Report each line of the entries below that includes "tokens".

[Stored items from a collection]
=== Begin Enclosure ===
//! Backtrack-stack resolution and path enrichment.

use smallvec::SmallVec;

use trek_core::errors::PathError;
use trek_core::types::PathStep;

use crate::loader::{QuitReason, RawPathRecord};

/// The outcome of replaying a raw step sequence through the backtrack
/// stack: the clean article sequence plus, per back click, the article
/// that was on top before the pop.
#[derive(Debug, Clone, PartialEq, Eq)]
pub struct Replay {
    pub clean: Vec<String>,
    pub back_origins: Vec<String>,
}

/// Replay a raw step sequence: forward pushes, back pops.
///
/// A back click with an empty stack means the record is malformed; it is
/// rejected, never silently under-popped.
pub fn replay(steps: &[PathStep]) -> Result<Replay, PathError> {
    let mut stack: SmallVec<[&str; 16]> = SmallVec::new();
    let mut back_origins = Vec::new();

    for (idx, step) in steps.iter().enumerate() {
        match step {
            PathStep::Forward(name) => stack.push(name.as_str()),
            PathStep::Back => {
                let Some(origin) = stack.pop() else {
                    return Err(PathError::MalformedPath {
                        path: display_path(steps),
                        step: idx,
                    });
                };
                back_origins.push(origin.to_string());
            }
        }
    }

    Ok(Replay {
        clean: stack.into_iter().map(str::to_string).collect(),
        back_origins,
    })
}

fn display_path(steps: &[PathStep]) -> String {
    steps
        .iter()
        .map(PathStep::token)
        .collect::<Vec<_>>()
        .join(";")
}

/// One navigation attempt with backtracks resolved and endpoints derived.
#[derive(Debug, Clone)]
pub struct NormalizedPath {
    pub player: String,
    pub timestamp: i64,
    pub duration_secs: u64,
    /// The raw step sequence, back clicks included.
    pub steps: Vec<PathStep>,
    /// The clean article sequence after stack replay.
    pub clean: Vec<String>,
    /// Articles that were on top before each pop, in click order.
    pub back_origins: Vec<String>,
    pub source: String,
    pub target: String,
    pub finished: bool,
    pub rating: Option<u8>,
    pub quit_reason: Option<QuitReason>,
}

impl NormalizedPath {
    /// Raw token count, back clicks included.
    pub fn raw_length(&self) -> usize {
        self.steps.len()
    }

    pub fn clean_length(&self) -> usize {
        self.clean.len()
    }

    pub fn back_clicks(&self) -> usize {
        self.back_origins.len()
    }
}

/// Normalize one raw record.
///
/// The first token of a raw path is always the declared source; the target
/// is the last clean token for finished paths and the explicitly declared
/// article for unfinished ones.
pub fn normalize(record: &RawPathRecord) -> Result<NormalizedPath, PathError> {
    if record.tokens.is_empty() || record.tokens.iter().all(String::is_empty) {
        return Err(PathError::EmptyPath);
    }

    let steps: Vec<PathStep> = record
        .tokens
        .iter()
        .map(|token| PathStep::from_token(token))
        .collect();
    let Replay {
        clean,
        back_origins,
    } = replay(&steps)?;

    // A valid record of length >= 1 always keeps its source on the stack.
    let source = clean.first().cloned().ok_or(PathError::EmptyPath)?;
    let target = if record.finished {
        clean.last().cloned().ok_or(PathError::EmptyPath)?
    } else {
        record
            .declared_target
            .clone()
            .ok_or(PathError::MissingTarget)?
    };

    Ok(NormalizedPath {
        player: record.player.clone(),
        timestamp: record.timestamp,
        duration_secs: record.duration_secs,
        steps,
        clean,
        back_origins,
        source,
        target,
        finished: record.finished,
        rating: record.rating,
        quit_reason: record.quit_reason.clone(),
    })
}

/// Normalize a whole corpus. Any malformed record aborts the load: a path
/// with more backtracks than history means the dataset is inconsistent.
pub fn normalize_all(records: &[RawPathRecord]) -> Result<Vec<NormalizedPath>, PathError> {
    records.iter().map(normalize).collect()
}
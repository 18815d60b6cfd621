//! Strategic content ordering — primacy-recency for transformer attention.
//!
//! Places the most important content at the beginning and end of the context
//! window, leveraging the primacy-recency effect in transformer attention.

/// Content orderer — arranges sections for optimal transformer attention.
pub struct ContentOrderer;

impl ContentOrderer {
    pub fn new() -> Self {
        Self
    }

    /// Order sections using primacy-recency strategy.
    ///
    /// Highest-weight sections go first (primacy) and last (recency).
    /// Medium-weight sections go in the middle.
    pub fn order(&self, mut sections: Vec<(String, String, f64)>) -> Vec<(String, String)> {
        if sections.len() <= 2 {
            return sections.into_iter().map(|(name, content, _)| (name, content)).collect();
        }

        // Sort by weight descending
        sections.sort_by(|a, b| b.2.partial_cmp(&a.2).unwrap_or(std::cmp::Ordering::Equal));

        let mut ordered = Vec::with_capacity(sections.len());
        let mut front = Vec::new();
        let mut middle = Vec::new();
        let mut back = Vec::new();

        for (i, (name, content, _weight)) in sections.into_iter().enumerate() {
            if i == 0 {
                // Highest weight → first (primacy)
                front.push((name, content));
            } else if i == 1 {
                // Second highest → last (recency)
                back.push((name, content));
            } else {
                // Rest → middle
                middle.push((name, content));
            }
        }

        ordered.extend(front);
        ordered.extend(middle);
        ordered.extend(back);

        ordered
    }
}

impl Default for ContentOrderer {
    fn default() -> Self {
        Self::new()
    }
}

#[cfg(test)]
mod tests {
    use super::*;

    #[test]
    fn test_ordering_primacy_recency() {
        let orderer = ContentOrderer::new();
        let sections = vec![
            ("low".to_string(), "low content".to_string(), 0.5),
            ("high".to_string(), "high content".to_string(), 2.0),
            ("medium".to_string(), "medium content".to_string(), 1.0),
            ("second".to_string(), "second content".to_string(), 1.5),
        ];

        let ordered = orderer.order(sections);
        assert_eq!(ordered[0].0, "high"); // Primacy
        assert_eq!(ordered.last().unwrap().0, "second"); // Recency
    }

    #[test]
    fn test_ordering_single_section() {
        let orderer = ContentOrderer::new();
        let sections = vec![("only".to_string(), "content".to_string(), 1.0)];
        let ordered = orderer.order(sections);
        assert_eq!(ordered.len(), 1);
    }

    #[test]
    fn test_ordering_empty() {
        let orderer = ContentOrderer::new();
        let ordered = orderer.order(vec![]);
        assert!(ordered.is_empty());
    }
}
=== End Enclosure ===
Task solution |
    if record.tokens.is_empty() || record.tokens.iter().all(String::is_empty) {
        .tokens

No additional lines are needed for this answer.